08.04.13
Dixon proposes 50% cut in hospital services
Half of all hospital services should be delivered in community settings closer to patients’ homes, the chair of the NHS Alliance has stated.
Dr Michael Dixon, a GP and a member of NHE’s editorial board, said this could cut “an awful lot of fat” from the NHS budget, and make care more patient-friendly.
He admitted that such a move would be politically difficult, but suggested that it was necessary, particularly in the case of elderly patients.
Dr Dixon told the Guardian: “A very large amount of what's currently done in hospitals could or should be done elsewhere. I think 50%. The implications are that hospitals would need to downsize and become places where you go if you are very ill or need very specialist care and not places where you go for more generalist care or where you can be looked after in the community.”
NHS Confederation chief executive Mike Farrar agreed that public attitude to hospitals needed to change and said: “We need to explain to people that there are better ways in which we can care for people and that the aim should be to keep people living independently out of hospitals for longer.

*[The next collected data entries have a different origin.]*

use crate::ast::{BinaryOp, Constant, Expr, Function, VARIABLE};
use chumsky::prelude::*;
use lexer::token::Token;

/// Parser for a complete expression: trailing input is an error
pub fn parser() -> impl Parser<Token, Expr, Error = Simple<Token>> {
    expr_parser().then_ignore(end())
}

pub fn expr_parser() -> impl Parser<Token, Expr, Error = Simple<Token>> + Clone {
    recursive(|expr| {
        let number = select! { Token::Number(text) => text }.try_map(|text: String, span| {
            text.parse::<f64>()
                .map(Expr::Number)
                .map_err(|_| Simple::custom(span, format!("invalid number '{}'", text)))
        });

        let call = select! { Token::Identifier(name) => name }
            .try_map(|name: String, span| {
                Function::from_name(&name)
                    .ok_or_else(|| Simple::custom(span, format!("unknown function '{}'", name)))
            })
            .then(
                expr.clone()
                    .delimited_by(just(Token::LParen), just(Token::RParen)),
            )
            .map(|(func, arg)| Expr::call(func, arg));

        let name = select! { Token::Identifier(name) => name }.try_map(|name: String, span| {
            match name.as_str() {
                VARIABLE => Ok(Expr::Variable),
                "pi" => Ok(Expr::Constant(Constant::Pi)),
                "e" => Ok(Expr::Constant(Constant::E)),
                _ if Function::from_name(&name).is_some() => Err(Simple::custom(
                    span,
                    format!("function '{}' expects a parenthesized argument", name),
                )),
                _ => Err(Simple::custom(span, format!("unknown identifier '{}'", name))),
            }
        });

        let pi = just(Token::Pi).to(Expr::Constant(Constant::Pi));

        let group = expr
            .clone()
            .delimited_by(just(Token::LParen), just(Token::RParen));

        // IMPORTANT: call must come BEFORE name
        // so that sin(x) is not rejected as a bare function name
        let primary = number.or(call).or(name).or(pi).or(group);

        // √x and √(x + 1)
        let radical = just(Token::Radical)
            .repeated()
            .then(primary)
            .foldr(|_, operand| Expr::call(Function::Sqrt, operand));

        // 50% -> 50 / 100
        let percent = radical
            .then(just(Token::Percent).repeated())
            .foldl(|operand, _| Expr::div(operand, Expr::Number(100.0)))
            .boxed();

        // Right associative: 2^3^2 = 2^(3^2), and the exponent may carry a sign (x^-1)
        let power = recursive(|power| {
            let exponent = sign()
                .repeated()
                .then(power)
                .foldr(apply_sign);

            percent
                .then(just(Token::Caret).ignore_then(exponent).or_not())
                .map(|(base, exponent)| match exponent {
                    Some(exponent) => Expr::pow(base, exponent),
                    None => base,
                })
        })
        .boxed();

        // -x^2 = -(x^2)
        let unary = sign()
            .repeated()
            .then(power.clone())
            .foldr(apply_sign)
            .boxed();

        // 3x, 2(x + 1), x sin(x); never between two literals (3 4 is an error)
        let implicit = power.try_map(|rhs: Expr, span| {
            if rhs.starts_with_number() {
                Err(Simple::custom(span, "missing operator between numbers"))
            } else {
                Ok((BinaryOp::Mul, rhs))
            }
        });

        let product = unary
            .clone()
            .then(
                just(Token::Star)
                    .to(BinaryOp::Mul)
                    .or(just(Token::Slash).to(BinaryOp::Div))
                    .then(unary)
                    .or(implicit)
                    .repeated(),
            )
            .foldl(|lhs, (op, rhs)| Expr::binary(op, lhs, rhs))
            .boxed();

        let sum = product
            .clone()
            .then(
                just(Token::Plus)
                    .to(BinaryOp::Add)
                    .or(just(Token::Minus).to(BinaryOp::Sub))
                    .then(product)
                    .repeated(),
            )
            .foldl(|lhs, (op, rhs)| Expr::binary(op, lhs, rhs));

        sum.boxed()
    })
}

/// Prefix sign: `true` for minus
fn sign() -> impl Parser<Token, bool, Error = Simple<Token>> + Clone {
    just(Token::Minus)
        .to(true)
        .or(just(Token::Plus).to(false))
}

fn apply_sign(negate: bool, operand: Expr) -> Expr {
    if negate {
        Expr::neg(operand)
    } else {
        operand
    }
}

But to do that we need to take some of the money that goes into hospitals and put it into primary care and community care services instead.”
But a BMA spokesman said that taking “an arbitrarily defined chunk of services away from hospitals would threaten their financial stability” and added that the answer was instead a rational, long-term approach to service planning.
A spokesman for NHS England said: “There is no doubt that delivering the best possible care for patients at a time of economic austerity is going to be very challenging and that we need to adapt the way that services are delivered in order to provide the best possible to today's patients.
“It is really important that there is a full debate about these issues. It is also really important that our new GP commissioners are ready to lead this debate with us. We need them to help the NHS face its strategic challenges and the difficult decisions that will in some cases be involved. We therefore welcome Dr Michael Dixon's contribution to the debate.”